Lew Hing (formal married name was Lew Yu-ling; Chinese: 劉興; May 1858–March 7, 1934) was a Chinese-born American industrialist and banker. He was the founding father of Chinatown in San Francisco, as well as Chinatown in Oakland, California and eventually one of the wealthiest Chinese immigrants in America.

After immigrating to the United States from China in 1871, Lew became a pioneer in the canning industry. He owned four canneries in California, in the cities of San Francisco, Oakland, Monterey, and Antioch. His canneries supplied Herbert Hoover’s American Relief program following World War I.  

In the San Francisco Bay Area, Lew also owned a shipping company, two hotels, and an import-export business. In Mexico, he owned a cotton plantation. He was Chairman of the Board of Directors for the China Mail Steamship Company, and President of the Canton Bank of San Francisco. He was also a real estate developer. 

Today, his legacy is being carried on in the Pacific Cannery Lofts in Oakland by Holliday Development, where dedications are made in his honor in one of his original buildings for the Pacific Coast Canning Company.

Early life
Lew Hing was born May 1858 in Canton, China. He was the second of three children born to his father's third wife (after the first two wives died). Lew had an older sister and a younger brother, as well as half brothers and sisters.  His birthplace and ancestral roots were in the village-cluster of Li’ao (裡坳鄉) in Sunning (新寧) (the former name of the district), in the "Four Districts" (四邑) region in the Pearl River Delta Region of the province of Guangdong, China. He received his formal education in Hong Kong.

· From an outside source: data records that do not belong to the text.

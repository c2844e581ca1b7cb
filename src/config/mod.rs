//! Configuration: `DictationConfig` (top-level settings), per-subsystem
//! sub-configs, platform paths, and TOML persistence via
//! `DictationConfig::load` / `DictationConfig::save`.

pub mod paths;
pub mod settings;

pub use paths::AppPaths;
pub use settings::{
    AudioConfig, DictationConfig, EmitConfig, RecognizerConfig, VadBackend, VadConfig,
};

Before Lew Hing was born, his father had journeyed to San Francisco to find prosperity and he didn’t find it. Rejecting conscription as a laborer, as well as the debauchery of San Francisco's Barbary Coast lifestyle, he camped along the shores of San Francisco Bay until the frustration of disappointment and loneliness caused him to return to China after two months.

In San Francisco 
In 1868 an older half brother of Lew Hing ventured to San Francisco to start a small metal shop on Commercial Street. By 1869, with the success of his half brothers shop and at the suggestion, Lew Hing, immigrated to America. He arrived one year after the Burlingame Treaty, which made immigration between the countries easier. In 1872, his half-brother planned a brief vacation back to Canton to visit his family. His square rigged sailing vessel was off the coast of Japan when it caught fire and sank, causing all aboard to perish at sea. This left the young Lew Hing, at age 13, alone in San Francisco, without family or money.

He attended educational classes a missionary school and learned English, in exchange he worked with translating for shipments from China for U.S. Customs. Hing met P. W. Bellingall, a successful businessman in the importing and exporting field through this experience.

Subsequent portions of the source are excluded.